Plaintiff also contends that that Arbitration Agreement failed to include a copy of the arbitration rules.  However, Section 10 of the Arbitration Agreement provides:

         

          10. Arbitration rules: The parties agree to abide by the applicable rules of   the selected ADR provider, if applicable, or those agreed upon by stipulation or order of the Arbitrator. You can find the rules for initiating the   arbitration of a claim and the rules of procedure for ADR providers at:         IVAMS Arbitration and Mediation Services, 909- 466-1665,           www.ivams.com, Judicial Dispute Resolution (JDR), 800-404-4537,           www.jdr4adr.com.  (Exhibits A and B, Arbitration Agreement, ¶¶ 10.)

 

Notwithstanding the foregoing, Plaintiff’s attorney stated, “After thoroughly reviewing both websites, I was unable to find the rules for arbitration used by either service provider.”  (Declaration of Maria E. Garcia ¶ 2.)  Still, the Arbitration Agreement states that the rules can also be by stipulation or ordered by the arbitrator and phone numbers are also provided.  (Exhibits A and B, Arbitration Agreement, ¶¶ 10.)  Further, even if the Arbitration Agreement failed to include the arbitration rules, controlling authority indicates that said failure is evidence of only a small degree of procedural unconscionability.  (See Peng 219 Cal.App.4th at p. 1471.)  Therefore, to show that the Agreement is unenforceable due to unconscionability, Plaintiff will need to present strong evidence that the Agreement is substantively unconscionable, to compensate for the minimal showing as to procedural unconscionability.  (See Armendariz, supra, 24 Cal.4th at p. 113.) 

 

B.   Plaintiff shows a modest degree of substantive unconscionability in the agreement.

 

Plaintiff contends that the Arbitration Agreement is substantively unconscionable because it forces Plaintiff to use an arbitrator from either IVAMS or JDR, thereby creating the repeat player effect.  However, the Court disagrees because each ADR provider will provide a list of neutral arbitrators and the parties are then free to agree on an arbitrator.  To the extent that Defendants being repeat players is substantively unconscionable, this modest amount of substantive unconscionability, when weighed against the moderate amount of procedural unconscionability, is not sufficient to render the arbitration agreement unenforceable.  (See Mercuro v.
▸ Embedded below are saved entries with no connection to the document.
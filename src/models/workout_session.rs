use std::collections::BTreeMap;

use chrono::{DateTime, Utc};
use serde::{Deserialize, Serialize};
use uuid::Uuid;

use crate::error::{AppError, Result};
use crate::store::StoreRecord;

#[derive(Debug, Clone, Copy, PartialEq, Eq, Hash, PartialOrd, Ord, Serialize, Deserialize)]
#[serde(rename_all = "lowercase")]
pub enum WorkoutType {
    Home,
    Gym,
    Bag,
}

impl WorkoutType {
    pub fn as_str(&self) -> &'static str {
        match self {
            WorkoutType::Home => "home",
            WorkoutType::Gym => "gym",
            WorkoutType::Bag => "bag",
        }
    }
}

#[derive(Debug, Clone, Copy, PartialEq, Serialize, Deserialize)]
pub struct CompletedSet {
    pub reps: u32,
    pub weight: f64,
    pub completed: bool,
}

impl CompletedSet {
    pub fn done(reps: u32, weight: f64) -> Self {
        Self {
            reps,
            weight,
            completed: true,
        }
    }
}

#[derive(Debug, Clone, PartialEq, Serialize, Deserialize)]
#[serde(rename_all = "camelCase")]
pub struct ExerciseProgress {
    pub exercise_name: String,
    pub target_sets: String,
    pub target_reps: String,
    #[serde(default)]
    pub notes: String,
    pub completed_sets: Vec<CompletedSet>,
}

impl ExerciseProgress {
    pub fn new(exercise_name: impl Into<String>, completed_sets: Vec<CompletedSet>) -> Self {
        Self {
            exercise_name: exercise_name.into(),
            target_sets: String::new(),
            target_reps: String::new(),
            notes: String::new(),
            completed_sets,
        }
    }

    pub fn completed(&self) -> impl Iterator<Item = &CompletedSet> {
        self.completed_sets.iter().filter(|set| set.completed)
    }
}

/// One finished workout. Never modified after it is saved.
#[derive(Debug, Clone, PartialEq, Serialize, Deserialize)]
#[serde(rename_all = "camelCase")]
pub struct WorkoutSession {
    pub id: String,
    pub workout_id: String,
    pub workout_name: String,
    pub workout_type: WorkoutType,
    pub date: DateTime<Utc>,
    pub start_time: DateTime<Utc>,
    #[serde(default, skip_serializing_if = "Option::is_none")]
    pub end_time: Option<DateTime<Utc>>,
    pub exercises: Vec<ExerciseProgress>,
    #[serde(default, skip_serializing_if = "Option::is_none")]
    pub session_notes: Option<String>,
}

impl WorkoutSession {
    /// Start building a session with a fresh id, recorded at `date`.
    pub fn new(
        workout_id: impl Into<String>,
        workout_name: impl Into<String>,
        workout_type: WorkoutType,
        start_time: DateTime<Utc>,
        date: DateTime<Utc>,
    ) -> Self {
        Self {
            id: Uuid::new_v4().to_string(),
            workout_id: workout_id.into(),
            workout_name: workout_name.into(),
            workout_type,
            date,
            start_time,
            end_time: None,
            exercises: Vec::new(),
            session_notes: None,
        }
    }

    pub fn with_exercise(mut self, exercise: ExerciseProgress) -> Self {
        self.exercises.push(exercise);
        self
    }

    pub fn exercise(&self, name: &str) -> Option<&ExerciseProgress> {
        self.exercises.iter().find(|e| e.exercise_name == name)
    }

    pub fn completed_set_count(&self) -> usize {
        self.exercises.iter().map(|e| e.completed().count()).sum()
    }

    pub fn validate(&self) -> Result<()> {
        if self.id.trim().is_empty() {
            return Err(AppError::Validation("session id is empty".to_string()));
        }
        for exercise in &self.exercises {
            for set in &exercise.completed_sets {
                if !set.weight.is_finite() || set.weight < 0.0 {
                    return Err(AppError::Validation(format!(
                        "invalid weight {} for {}",
                        set.weight, exercise.exercise_name
                    )));
                }
            }
        }
        Ok(())
    }
}

impl StoreRecord for WorkoutSession {
    fn record_id(&self) -> &str {
        &self.id
    }
}

#[derive(Debug, Clone, Default, PartialEq, Serialize)]
#[serde(rename_all = "camelCase")]
pub struct SessionStats {
    pub total_workouts: usize,
    pub workouts_by_type: BTreeMap<WorkoutType, usize>,
    pub total_sets_completed: usize,
}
Superior Court (2002) 96 Cal.App.4th 167, 178-179 [noting that the repeat player effect is of limited significance in an unconscionability determination].)  As Plaintiff has not shown unconscionability, there is no need to analyze severability.

 

Defendants CitiStaff and CRK’s motion to compel Plaintiff to arbitrate her complaint against Defendants is GRANTED.

 

The Court STAYS the proceeding in this case pending the arbitrator’s final resolution.

 

Defendants CitiStaff and CRK are ORDERED to give notice.